▸ PROBLEM
Starting with the line that contains "records and citations." and stopping after the line that contains "pub type Metadata = HashMap<String, Value>;", return each line below exactly as written, with no others.

▸ RECORD SET

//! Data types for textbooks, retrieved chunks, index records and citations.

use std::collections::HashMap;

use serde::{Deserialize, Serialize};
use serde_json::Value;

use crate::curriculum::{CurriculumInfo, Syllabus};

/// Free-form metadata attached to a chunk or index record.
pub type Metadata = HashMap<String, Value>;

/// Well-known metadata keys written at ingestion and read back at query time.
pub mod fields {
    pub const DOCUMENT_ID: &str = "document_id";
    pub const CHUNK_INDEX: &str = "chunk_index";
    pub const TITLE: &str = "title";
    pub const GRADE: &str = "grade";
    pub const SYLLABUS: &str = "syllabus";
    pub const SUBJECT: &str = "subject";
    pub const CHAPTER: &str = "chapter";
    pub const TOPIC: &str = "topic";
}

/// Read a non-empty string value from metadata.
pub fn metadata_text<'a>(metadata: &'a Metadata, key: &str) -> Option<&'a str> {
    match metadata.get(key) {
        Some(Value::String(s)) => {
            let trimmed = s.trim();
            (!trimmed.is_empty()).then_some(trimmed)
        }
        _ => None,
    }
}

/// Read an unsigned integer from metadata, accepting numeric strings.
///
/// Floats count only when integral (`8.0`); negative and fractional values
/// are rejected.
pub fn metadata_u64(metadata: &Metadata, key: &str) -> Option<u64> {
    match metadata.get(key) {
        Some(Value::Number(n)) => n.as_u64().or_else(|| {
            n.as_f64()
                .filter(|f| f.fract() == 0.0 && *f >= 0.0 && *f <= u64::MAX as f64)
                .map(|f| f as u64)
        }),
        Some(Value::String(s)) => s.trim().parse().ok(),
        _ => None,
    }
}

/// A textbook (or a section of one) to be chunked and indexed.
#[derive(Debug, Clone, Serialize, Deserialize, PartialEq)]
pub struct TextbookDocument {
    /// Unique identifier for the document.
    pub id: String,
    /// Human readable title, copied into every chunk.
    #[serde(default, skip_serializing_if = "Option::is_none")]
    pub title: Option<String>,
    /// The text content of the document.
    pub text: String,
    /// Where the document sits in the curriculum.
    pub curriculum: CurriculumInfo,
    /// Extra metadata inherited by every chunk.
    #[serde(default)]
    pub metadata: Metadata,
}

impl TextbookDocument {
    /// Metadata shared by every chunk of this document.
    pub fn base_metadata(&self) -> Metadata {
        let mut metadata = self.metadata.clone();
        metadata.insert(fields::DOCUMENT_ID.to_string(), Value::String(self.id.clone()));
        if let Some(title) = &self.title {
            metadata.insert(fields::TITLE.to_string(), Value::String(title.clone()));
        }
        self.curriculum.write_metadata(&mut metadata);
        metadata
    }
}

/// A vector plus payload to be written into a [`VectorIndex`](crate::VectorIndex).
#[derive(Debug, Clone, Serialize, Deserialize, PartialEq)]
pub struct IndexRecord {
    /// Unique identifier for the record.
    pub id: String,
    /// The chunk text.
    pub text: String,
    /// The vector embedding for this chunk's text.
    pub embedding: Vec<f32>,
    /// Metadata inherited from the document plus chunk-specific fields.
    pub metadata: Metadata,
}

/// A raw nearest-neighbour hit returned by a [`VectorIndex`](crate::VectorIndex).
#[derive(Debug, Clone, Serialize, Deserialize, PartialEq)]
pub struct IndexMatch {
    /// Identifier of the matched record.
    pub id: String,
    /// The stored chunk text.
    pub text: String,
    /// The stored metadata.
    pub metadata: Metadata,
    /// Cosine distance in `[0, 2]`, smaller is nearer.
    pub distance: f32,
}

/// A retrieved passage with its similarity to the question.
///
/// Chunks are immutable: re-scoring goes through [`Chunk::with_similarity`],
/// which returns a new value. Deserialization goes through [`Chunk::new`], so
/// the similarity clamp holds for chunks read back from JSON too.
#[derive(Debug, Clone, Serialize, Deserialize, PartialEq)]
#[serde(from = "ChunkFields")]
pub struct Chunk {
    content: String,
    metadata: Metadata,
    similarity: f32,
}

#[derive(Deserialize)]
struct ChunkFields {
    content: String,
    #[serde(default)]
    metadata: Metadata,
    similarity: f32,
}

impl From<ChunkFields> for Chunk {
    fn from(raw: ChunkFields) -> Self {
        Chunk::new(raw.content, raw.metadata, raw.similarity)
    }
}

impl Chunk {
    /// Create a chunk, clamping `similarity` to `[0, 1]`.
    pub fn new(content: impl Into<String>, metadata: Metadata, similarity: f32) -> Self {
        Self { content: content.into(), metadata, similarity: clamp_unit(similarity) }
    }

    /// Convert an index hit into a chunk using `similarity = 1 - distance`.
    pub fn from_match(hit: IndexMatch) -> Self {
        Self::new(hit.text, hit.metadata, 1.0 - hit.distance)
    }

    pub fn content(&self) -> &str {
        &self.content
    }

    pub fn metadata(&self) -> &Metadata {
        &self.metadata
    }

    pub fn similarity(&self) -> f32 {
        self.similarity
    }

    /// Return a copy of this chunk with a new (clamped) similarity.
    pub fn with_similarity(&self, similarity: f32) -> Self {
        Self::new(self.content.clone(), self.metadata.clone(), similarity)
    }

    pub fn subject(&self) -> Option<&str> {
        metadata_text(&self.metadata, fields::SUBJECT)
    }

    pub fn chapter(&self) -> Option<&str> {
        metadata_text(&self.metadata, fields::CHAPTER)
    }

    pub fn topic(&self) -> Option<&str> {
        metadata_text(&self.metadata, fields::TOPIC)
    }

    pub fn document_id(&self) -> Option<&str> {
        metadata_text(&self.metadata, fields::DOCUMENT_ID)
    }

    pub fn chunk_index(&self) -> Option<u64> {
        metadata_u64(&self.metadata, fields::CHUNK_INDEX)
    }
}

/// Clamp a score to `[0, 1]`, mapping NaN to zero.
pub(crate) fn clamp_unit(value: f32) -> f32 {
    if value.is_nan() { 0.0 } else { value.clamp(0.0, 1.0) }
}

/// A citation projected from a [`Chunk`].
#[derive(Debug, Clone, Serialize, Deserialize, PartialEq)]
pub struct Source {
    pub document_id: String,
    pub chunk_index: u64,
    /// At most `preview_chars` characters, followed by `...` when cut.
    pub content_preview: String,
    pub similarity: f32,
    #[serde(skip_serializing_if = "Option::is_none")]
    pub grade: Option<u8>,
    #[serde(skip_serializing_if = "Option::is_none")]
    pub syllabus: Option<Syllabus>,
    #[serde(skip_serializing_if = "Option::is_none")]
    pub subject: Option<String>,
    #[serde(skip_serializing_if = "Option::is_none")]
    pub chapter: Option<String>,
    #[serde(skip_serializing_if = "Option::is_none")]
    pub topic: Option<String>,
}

* * *

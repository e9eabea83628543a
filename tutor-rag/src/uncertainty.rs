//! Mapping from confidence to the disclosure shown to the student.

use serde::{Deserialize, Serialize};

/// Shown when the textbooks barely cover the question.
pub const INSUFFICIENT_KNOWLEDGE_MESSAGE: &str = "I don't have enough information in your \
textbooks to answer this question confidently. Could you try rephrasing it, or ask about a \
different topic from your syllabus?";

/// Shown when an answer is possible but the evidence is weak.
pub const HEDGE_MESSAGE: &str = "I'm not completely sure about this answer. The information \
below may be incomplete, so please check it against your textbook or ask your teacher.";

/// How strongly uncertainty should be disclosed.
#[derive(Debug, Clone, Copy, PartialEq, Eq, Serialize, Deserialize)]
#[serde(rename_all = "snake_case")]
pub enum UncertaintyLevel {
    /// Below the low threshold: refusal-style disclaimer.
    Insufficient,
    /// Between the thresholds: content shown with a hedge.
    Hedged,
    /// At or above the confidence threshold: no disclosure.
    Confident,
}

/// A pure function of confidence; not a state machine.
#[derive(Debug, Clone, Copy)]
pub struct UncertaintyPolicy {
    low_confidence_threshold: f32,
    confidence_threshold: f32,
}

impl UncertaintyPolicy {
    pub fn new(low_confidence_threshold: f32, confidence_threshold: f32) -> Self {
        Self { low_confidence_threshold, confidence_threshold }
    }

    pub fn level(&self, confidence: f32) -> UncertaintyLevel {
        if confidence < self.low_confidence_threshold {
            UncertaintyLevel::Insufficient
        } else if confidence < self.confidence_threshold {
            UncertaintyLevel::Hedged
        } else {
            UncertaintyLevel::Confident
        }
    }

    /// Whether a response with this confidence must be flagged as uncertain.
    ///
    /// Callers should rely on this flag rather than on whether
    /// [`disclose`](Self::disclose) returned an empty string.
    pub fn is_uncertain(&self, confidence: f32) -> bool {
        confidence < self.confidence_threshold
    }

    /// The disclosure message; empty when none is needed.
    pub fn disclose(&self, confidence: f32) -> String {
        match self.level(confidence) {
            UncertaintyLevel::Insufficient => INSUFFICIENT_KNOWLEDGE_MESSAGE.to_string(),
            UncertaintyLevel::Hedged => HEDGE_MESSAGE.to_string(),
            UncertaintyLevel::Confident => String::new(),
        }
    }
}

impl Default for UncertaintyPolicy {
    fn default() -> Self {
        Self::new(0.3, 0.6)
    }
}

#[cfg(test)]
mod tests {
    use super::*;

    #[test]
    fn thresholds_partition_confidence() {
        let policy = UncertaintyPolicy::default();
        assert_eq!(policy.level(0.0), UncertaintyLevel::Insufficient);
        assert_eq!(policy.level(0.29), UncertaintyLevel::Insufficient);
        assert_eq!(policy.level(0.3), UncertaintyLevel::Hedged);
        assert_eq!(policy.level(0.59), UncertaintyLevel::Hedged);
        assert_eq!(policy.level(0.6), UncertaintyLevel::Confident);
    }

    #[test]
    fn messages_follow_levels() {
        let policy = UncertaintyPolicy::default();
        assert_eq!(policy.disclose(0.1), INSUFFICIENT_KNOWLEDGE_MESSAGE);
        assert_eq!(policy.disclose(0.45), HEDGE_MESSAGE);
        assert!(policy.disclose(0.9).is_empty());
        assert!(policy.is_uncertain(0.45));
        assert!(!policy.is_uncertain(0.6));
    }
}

▸ SOLUTION TO THIS EXERCISE
//! Data types for textbooks, retrieved chunks, index records and citations.

use std::collections::HashMap;

use serde::{Deserialize, Serialize};
use serde_json::Value;

use crate::curriculum::{CurriculumInfo, Syllabus};

/// Free-form metadata attached to a chunk or index record.
pub type Metadata = HashMap<String, Value>;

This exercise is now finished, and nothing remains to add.